Stata Technical Bulletin
17
The Sampling Statistician runs a very simple regression, earnings on gender, and includes sampling weights to account for
the oversampling of blacks in the data. He reports the difference that the ratio of female to male earnings is 70%.
The following are worth noting: (1) Using unweighted regression, the Econometrician produced an incorrect answer when
sloppy—that is, when the model was wrong; (2) the Sampling Statistician’s problem was easier than that of the Econometrician
and he had no chance of producing the wrong answer; (3) the careful Econometrician, on the other hand, not only produced the
right answer, but produced an answer that contained more information than that produced by the Sampling Statistician.
Let us now compare the approaches of the Econometrician and the Survey Statistician on the issue of weights. The
Econometrician can be proved wrong by the data; given a set of sampling probabilities, the Econometrician may find that they
are related to the residual and may also discover that there is no set of independent variables in his model to free the residual
of this “unexplainable” correlation. On the other hand, the Sampling Statistician may be confronted by a sensitivity analysis
showing that weights for which he has so carefully accounted do not matter, but in that case, he will merely argue that the
inference can only be made under the assumption that they do matter and add that we merely happened to be lucky this time.
The Sampling Statistician will argue that if the Econometrician wants to estimate behavioral models, that’s fine, but that is still
no reason for ignoring the weights. If the Econometrician wants to perform a sensitivity analysis ex post and finds that the
weights do not matter, that’s fine too. But if the Econometrician simply ignores the weights, that is not fine.
So far, we have not really distinguished between sampling weights and clustering. Mathematically, there are actually two
issues. Sampling weights have to do with the issue that two observations do not have the same probability of appearing in the
data. Clustering has to do with the issue that two observations may be somehow related in a way not otherwise described by
the variables in the data. To adjust standard errors for both, the estimator needs to know the sampling weights and the cluster
to which each observation belongs.
However, the Econometrician and the Sampling Statistician again have a characteristically different approach. The Econo-
metrician treats the clustering as if it were another element that needs to be modeled, and then proceeds as if the revised model
is correct. So he may introduce heterogeneity parameters and try to estimate them. “Variance components” models are one way
this is done. The Sampling Statistician wants his regression coefficients to reflect means or differences in means. He is more
interested in correcting the standard errors of the analysis he is already doing.

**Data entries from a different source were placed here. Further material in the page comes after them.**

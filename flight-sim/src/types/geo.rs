//! Conversions between geographic coordinates and globe-space vectors.
//!
//! The globe is a sphere centred at the origin with the north pole on +Y. The
//! same mapping is used for paths, flight transforms and airport markers, so
//! everything stays anchored to the same spot on the rendered sphere.

use glam::DVec3;

/// Longitude offset applied before the spherical mapping. The renderer's globe
/// texture is built with the same offset.
pub const LONGITUDE_OFFSET_DEG: f64 = 180.0;

pub const EARTH_RADIUS_KM: f64 = 6371.0;

/// Below this separation two points are treated as the same place.
pub const DEGENERATE_SEPARATION_RAD: f64 = 1e-9;

const MIN_DIRECTION_LENGTH: f64 = 1e-9;

/// A latitude/longitude pair in degrees.
#[derive(Debug, Clone, Copy, PartialEq)]
pub struct GeoPoint {
    pub latitude: f64,
    pub longitude: f64,
}

impl GeoPoint {
    pub fn new(latitude: f64, longitude: f64) -> Self {
        GeoPoint {
            latitude,
            longitude,
        }
    }

    /// Unit vector from the globe centre towards this point.
    pub fn direction(&self) -> DVec3 {
        geo_to_vec(self.latitude, self.longitude, 1.0)
    }

    /// Position of this point at `radius` from the globe centre.
    pub fn position(&self, radius: f64) -> DVec3 {
        geo_to_vec(self.latitude, self.longitude, radius)
    }
}

/// Maps (lat, lon, radius) to globe space. Out-of-range coordinates are not
/// validated; they go through the same formula.
pub fn geo_to_vec(latitude: f64, longitude: f64, radius: f64) -> DVec3 {
    let phi = (90.0 - latitude).to_radians();
    let theta = (longitude + LONGITUDE_OFFSET_DEG).to_radians();

    DVec3::new(
        -radius * phi.sin() * theta.cos(),
        radius * phi.cos(),
        radius * phi.sin() * theta.sin(),
    )
}

/// Inverse of [`geo_to_vec`], ignoring the radius. Longitude is wrapped to
/// [-180, 180).
pub fn vec_to_geo(position: DVec3) -> GeoPoint {
    let radius = position.length();
    if radius < MIN_DIRECTION_LENGTH {
        return GeoPoint::new(0.0, 0.0);
    }

    let latitude = (position.y / radius).clamp(-1.0, 1.0).asin().to_degrees();
    let theta = position.z.atan2(-position.x).to_degrees();
    let longitude = (theta - LONGITUDE_OFFSET_DEG + 180.0).rem_euclid(360.0) - 180.0;

    GeoPoint::new(latitude, longitude)
}

/// Central angle between two points in radians, using the haversine formula.
pub fn angular_separation(origin: &GeoPoint, destination: &GeoPoint) -> f64 {
    let origin_lat_rad = origin.latitude.to_radians();
    let dest_lat_rad = destination.latitude.to_radians();

    let delta_lat = dest_lat_rad - origin_lat_rad;
    let delta_lon = (destination.longitude - origin.longitude).to_radians();

    let a = (delta_lat / 2.0).sin().powi(2)
        + origin_lat_rad.cos() * dest_lat_rad.cos() * (delta_lon / 2.0).sin().powi(2);
    // Rounding can push `a` past 1 for near-antipodal points.
    let a = a.clamp(0.0, 1.0);

    2.0 * a.sqrt().atan2((1.0 - a).sqrt())
}

pub fn haversine_distance_km(origin: &GeoPoint, destination: &GeoPoint) -> f64 {
    EARTH_RADIUS_KM * angular_separation(origin, destination)
}

/// Initial bearing from `origin` towards `destination`, in degrees clockwise
/// from north in [0, 360).
pub fn initial_bearing(origin: &GeoPoint, destination: &GeoPoint) -> f64 {
    let lat1 = origin.latitude.to_radians();
    let lat2 = destination.latitude.to_radians();
    let delta_lon = (destination.longitude - origin.longitude).to_radians();

    let y = delta_lon.sin() * lat2.cos();
    let x = lat1.cos() * lat2.sin() - lat1.sin() * lat2.cos() * delta_lon.cos();

    y.atan2(x).to_degrees().rem_euclid(360.0)
}

/// Linear interpolation between two directions, projected back onto the unit
/// sphere.
///
/// This is not a slerp: intermediate points sag below the true great-circle
/// arc, most visibly halfway between widely separated endpoints. When the
/// interpolated vector is too short to normalize (coincident or antipodal
/// endpoints) the start direction is returned instead of a NaN.
pub fn interpolate_direction(from: DVec3, to: DVec3, t: f64) -> DVec3 {
    let lerped = from.lerp(to, t);
    let length = lerped.length();

    if length.is_finite() && length >= MIN_DIRECTION_LENGTH {
        lerped / length
    } else {
        from.normalize_or_zero()
    }
}
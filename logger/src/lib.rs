use chrono::Utc;
use std::fs::OpenOptions;
use std::io::{self, Write};
use std::path::{Path, PathBuf};

#[derive(Debug, Clone)]
enum LogLevel {
    Debug,
    Info(Color),
    Warn,
    Error,
}

#[derive(Debug, Clone, Copy)]
pub enum Color {
    Red,
    Green,
    Blue,
    Yellow,
    Cyan,
    Magenta,
    White,
}

impl Color {
    fn to_ansi_code(self) -> &'static str {
        match self {
            Color::Red => "\x1b[31m",
            Color::Green => "\x1b[32m",
            Color::Blue => "\x1b[34m",
            Color::Yellow => "\x1b[33m",
            Color::Cyan => "\x1b[36m",
            Color::Magenta => "\x1b[35m",
            Color::White => "\x1b[37m",
        }
    }
}

/// Appends timestamped simulation events to a per-session log file, optionally
/// echoing them to the console with colors.
#[derive(Debug, Clone)]
pub struct Logger {
    log_file: PathBuf,
}

impl Logger {
    /// Creates a new `Logger` instance.
    ///
    /// # Parameters
    /// - `log_dir`: Directory where the log file is created. It is created if missing.
    /// - `session`: Name of the simulation session, used in the log file name.
    ///
    /// # Returns
    /// A new `Logger` writing to `<log_dir>/sim_<session>.log`.
    pub fn new(log_dir: &Path, session: &str) -> Result<Self, LoggerError> {
        if log_dir.exists() && !log_dir.is_dir() {
            return Err(LoggerError::InvalidPath(
                "Provided path is not a directory.".into(),
            ));
        }
        std::fs::create_dir_all(log_dir).map_err(LoggerError::from)?;

        let sanitized_session = session.replace([':', ' ', '/'], "_");
        let log_file = log_dir.join(format!("sim_{}.log", sanitized_session));

        OpenOptions::new()
            .create(true)
            .write(true)
            .truncate(true)
            .open(&log_file)
            .map_err(LoggerError::from)?;

        Ok(Logger { log_file })
    }

    /// Path of the file this logger appends to.
    pub fn path(&self) -> &Path {
        &self.log_file
    }

    // Generic method for writing log messages
    fn log(&self, level: LogLevel, message: &str, to_console: bool) -> Result<(), LoggerError> {
        let timestamp = Utc::now().format("%Y-%m-%d %H:%M:%S%.3f").to_string();
        let log_message = match &level {
            LogLevel::Debug => format!("[DEBUG] [{}]: {}\n", timestamp, message),
            LogLevel::Info(_) => format!("[INFO] [{}]: {}\n", timestamp, message),
            LogLevel::Warn => format!("[WARN] [{}]: {}\n", timestamp, message),
            LogLevel::Error => format!("[ERROR] [{}]: {}\n", timestamp, message),
        };

        if to_console {
            let colored_message = match &level {
                LogLevel::Debug => log_message.clone(),
                LogLevel::Info(color) => format!("{}{}\x1b[0m", color.to_ansi_code(), log_message),
                LogLevel::Warn => format!("\x1b[93m{}\x1b[0m", log_message), // Bright Yellow
                LogLevel::Error => format!("\x1b[91m{}\x1b[0m", log_message), // Bright Red
            };
            print!("{}", colored_message);
            io::stdout().flush().map_err(LoggerError::from)?;
        }

        let mut file = OpenOptions::new()
            .create(true)
            .append(true)
            .open(&self.log_file)
            .map_err(LoggerError::from)?;
        file.write_all(log_message.as_bytes())
            .map_err(LoggerError::from)?;
        file.flush().map_err(LoggerError::from)?;

        Ok(())
    }

    /// Logs a high-volume diagnostic message. Debug messages only go to the file.
    pub fn debug(&self, message: &str) -> Result<(), LoggerError> {
        self.log(LogLevel::Debug, message, false)
    }

    /// Logs an informational message.
    ///
    /// # Parameters
    /// - `message`: The informational message to log.
    /// - `color`: The color to use for the console output.
    /// - `to_console`: Whether to log the message to the console as well.
    pub fn info(&self, message: &str, color: Color, to_console: bool) -> Result<(), LoggerError> {
        self.log(LogLevel::Info(color), message, to_console)
    }

    /// Logs a warning message.
    pub fn warn(&self, message: &str, to_console: bool) -> Result<(), LoggerError> {
        self.log(LogLevel::Warn, message, to_console)
    }

    /// Logs an error message.
    pub fn error(&self, message: &str, to_console: bool) -> Result<(), LoggerError> {
        self.log(LogLevel::Error, message, to_console)
    }
}

#[derive(Debug)]
pub enum LoggerError {
    IoError(std::io::Error),
    InvalidPath(String),
}

impl std::fmt::Display for LoggerError {
    fn fmt(&self, f: &mut std::fmt::Formatter<'_>) -> std::fmt::Result {
        match self {
            LoggerError::IoError(e) => write!(f, "I/O Error: {}", e),
            LoggerError::InvalidPath(msg) => write!(f, "Invalid Path: {}", msg),
        }
    }
}

impl std::error::Error for LoggerError {
    fn source(&self) -> Option<&(dyn std::error::Error + 'static)> {
        match self {
            LoggerError::IoError(e) => Some(e),
            LoggerError::InvalidPath(_) => None,
        }
    }
}

impl From<std::io::Error> for LoggerError {
    fn from(err: std::io::Error) -> Self {
        LoggerError::IoError(err)
    }
}

#[cfg(test)]
mod tests {
    use super::*;
    use std::fs;

    #[test]
    fn test_logger_creation_and_logging() {
        let log_dir = std::env::temp_dir().join("flight_globe_test_logs");
        let logger = Logger::new(&log_dir, "session:1").expect("Failed to create logger");

        logger
            .info("Flight AR1234 departed", Color::Green, false)
            .expect("Failed to log message");
        logger
            .debug("tick 1 sim_time=60.0")
            .expect("Failed to log debug message");

        assert!(logger.path().ends_with("sim_session_1.log"));
        let log_contents = fs::read_to_string(logger.path()).expect("Failed to read log file");

        assert!(log_contents.contains("[INFO]"), "INFO level missing in log");
        assert!(log_contents.contains("[DEBUG]"), "DEBUG level missing in log");
        assert!(
            log_contents.contains("Flight AR1234 departed"),
            "Logged message missing"
        );

        fs::remove_dir_all(&log_dir).expect("Failed to remove test directory");
    }

    #[test]
    fn test_file_is_not_a_directory() {
        let file_path = std::env::temp_dir().join("flight_globe_not_a_dir.txt");
        fs::write(&file_path, "x").expect("Failed to create test file");

        let result = Logger::new(&file_path, "session");
        assert!(
            matches!(result, Err(LoggerError::InvalidPath(_))),
            "Logger should fail when the log dir is a file"
        );

        fs::remove_file(&file_path).expect("Failed to remove test file");
    }
}
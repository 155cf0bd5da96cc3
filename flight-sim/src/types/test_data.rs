use rand::Rng;

use super::dataset::{AirportRecord, Dataset, FlightPlan};
use super::flight::FlightMetadata;
use super::geo::GeoPoint;

/// Airports used to build random datasets.
const AIRPORTS: &[(&str, &str, &str, f64, f64)] = &[
    ("AEP", "ARG", "Aeroparque Jorge Newbery", -34.553, -58.413),
    ("EZE", "ARG", "Aeropuerto Internacional Ministro Pistarini", -34.822, -58.535),
    ("COR", "ARG", "Aeropuerto Internacional Ingeniero Aeronáutico Ambrosio Taravella", -31.321, -64.213),
    ("ROS", "ARG", "Aeropuerto Internacional Rosario", -32.948, -60.787),
    ("MDZ", "ARG", "Aeropuerto Internacional El Plumerillo", -32.883, -68.845),
    ("BRC", "ARG", "Aeropuerto Internacional Teniente Luis Candelaria", -41.151, -71.158),
    ("USH", "ARG", "Aeropuerto Internacional Malvinas Argentinas", -54.843, -68.295),
    ("FTE", "ARG", "Aeropuerto Internacional Comandante Armando Tola", -50.280, -72.053),
    ("NQN", "ARG", "Aeropuerto Presidente Perón", -38.949, -68.156),
    ("SLA", "ARG", "Aeropuerto Internacional Martín Miguel de Güemes", -24.854, -65.486),
    ("TUC", "ARG", "Aeropuerto Internacional Teniente Benjamín Matienzo", -26.842, -65.104),
    ("GRU", "BRA", "Aeroporto Internacional de São Paulo-Guarulhos", -23.435, -46.473),
    ("SCL", "CHL", "Aeropuerto Internacional Arturo Merino Benítez", -33.393, -70.786),
    ("LIM", "PER", "Aeropuerto Internacional Jorge Chávez", -12.022, -77.114),
    ("BOG", "COL", "Aeropuerto Internacional El Dorado", 4.702, -74.147),
    ("MAD", "ESP", "Aeropuerto Adolfo Suárez Madrid-Barajas", 40.472, -3.561),
];

/// Builds a random dataset over the fixed airport list: between one and three
/// flights per airport, each to a different airport, departing at a random
/// minute of the day.
pub fn random_dataset<R: Rng>(rng: &mut R) -> Dataset {
    let airports: Vec<AirportRecord> = AIRPORTS
        .iter()
        .map(|(iata, country, name, lat, lon)| AirportRecord {
            iata_code: iata.to_string(),
            name: name.to_string(),
            country: country.to_string(),
            location: GeoPoint::new(*lat, *lon),
        })
        .collect();

    let mut flights = Vec::new();
    for origin in &airports {
        let flight_count = rng.gen_range(1..=3);
        for _ in 0..flight_count {
            let destination = &airports[rng.gen_range(0..airports.len())];
            if destination.iata_code == origin.iata_code {
                continue;
            }

            let departure = format!("{:02}:{:02}", rng.gen_range(0..24), rng.gen_range(0..60));
            flights.push(FlightPlan {
                origin: origin.location,
                destination: destination.location,
                start_offset: super::dataset::parse_schedule(&departure),
                metadata: FlightMetadata {
                    flight_number: format!("{}{:04}", origin.iata_code, rng.gen_range(1000..9999)),
                    origin_label: origin.iata_code.clone(),
                    destination_label: destination.iata_code.clone(),
                    departure_label: departure,
                },
            });
        }
    }

    Dataset::new(flights, airports)
}

#[cfg(test)]
mod tests {
    use super::*;
    use rand::{rngs::StdRng, SeedableRng};

    #[test]
    fn test_random_dataset_shape() {
        let mut rng = StdRng::seed_from_u64(7);
        let dataset = random_dataset(&mut rng);

        assert_eq!(dataset.airports.len(), AIRPORTS.len());
        assert!(dataset.flights.len() <= AIRPORTS.len() * 3);
        for flight in &dataset.flights {
            assert_ne!(flight.metadata.origin_label, flight.metadata.destination_label);
            assert!(flight.start_offset >= 0.0 && flight.start_offset < 86_400.0);
        }
        assert!(dataset
            .flights
            .windows(2)
            .all(|pair| pair[0].start_offset <= pair[1].start_offset));
    }
}
/// Reveal state of a flight's path.
///
/// `Scheduled` until the simulation clock reaches the departure offset,
/// `Revealing` while segments are still being exposed, `Complete` once the
/// whole path is drawn. States only move forward.
#[derive(Debug, PartialEq, Eq, Clone, Copy)]
pub enum FlightStatus {
    Scheduled,
    Revealing,
    Complete,
}

impl FlightStatus {
    /// Converts the `FlightStatus` variant to its corresponding string representation.
    pub fn as_str(&self) -> &str {
        match self {
            FlightStatus::Scheduled => "scheduled",
            FlightStatus::Revealing => "revealing",
            FlightStatus::Complete => "complete",
        }
    }
}

#[cfg(test)]
mod tests {
    use super::*;

    #[test]
    fn test_status_names() {
        assert_eq!(FlightStatus::Scheduled.as_str(), "scheduled");
        assert_eq!(FlightStatus::Revealing.as_str(), "revealing");
        assert_eq!(FlightStatus::Complete.as_str(), "complete");
    }
}
use super::reveal::RevealedPath;

/// Renderer-side visibility toggles. Changing them never touches engine state.
#[derive(Debug, Clone, Copy, PartialEq, Eq)]
pub struct ViewState {
    pub show_completed: bool,
    pub show_in_progress: bool,
}

impl Default for ViewState {
    fn default() -> Self {
        ViewState {
            show_completed: true,
            show_in_progress: true,
        }
    }
}

impl ViewState {
    pub fn toggle_completed(&mut self) -> bool {
        self.show_completed = !self.show_completed;
        self.show_completed
    }

    pub fn toggle_in_progress(&mut self) -> bool {
        self.show_in_progress = !self.show_in_progress;
        self.show_in_progress
    }

    /// Whether a revealed path should be drawn under the current toggles.
    pub fn path_visible(&self, path: &RevealedPath) -> bool {
        if !path.visible {
            return false;
        }
        if path.complete {
            self.show_completed
        } else {
            self.show_in_progress
        }
    }
}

In attempting to estimate efficiently, the sloppy Econometrician may unwittingly downweight large clusters, since they
have less information per observation. From the Survey Statistician’s point of view, this potentially introduces a bias. However,
the careful Econometrician gains additional information on relationships among clustered observations that may be useful in
understanding the phenomenon under study.
How do you know where a given analysis fits, philosophically speaking? Econometricians sometimes use (or are forced by
data availability to use) reduced form models, in which case they should behave as if they were Sampling Statisticians. Sampling
Statisticians may sometimes use maximum-likelihood methods, but that does not make them Econometricians (logit analysis, for
example, can be a fancy way to compare proportions with adjustment). In short, if the analysis is anything less than an all-out
attempt at behavioral modeling, or if weighted analysis changes the results substantially, it needs to be considered from the
viewpoint of the Sampling Statistician.
This is where Huber’s method (implemented in Stata; see [5s] huber) is helpful. These commands take the philosophical
approach of the Sampling Statistician. With the Huber method, weighted or clustered problems can be estimated using regression,
logit, or probit estimation techniques. The calculations differ from the aweighted answers only in their standard errors.
If you have sampling weights or clusters, even if you think you have the “right” model, Huber’s method is one way you can
check your assumption. If the answers are substantially different than your weighted analysis, you know you have a problem. If
your goal was to estimate a reduced form in any case, your problem is also solved. If your goal was to estimate a full behavioral
model, you now know its time to reconsider the functional form, the hypothesized variables, or selection effects.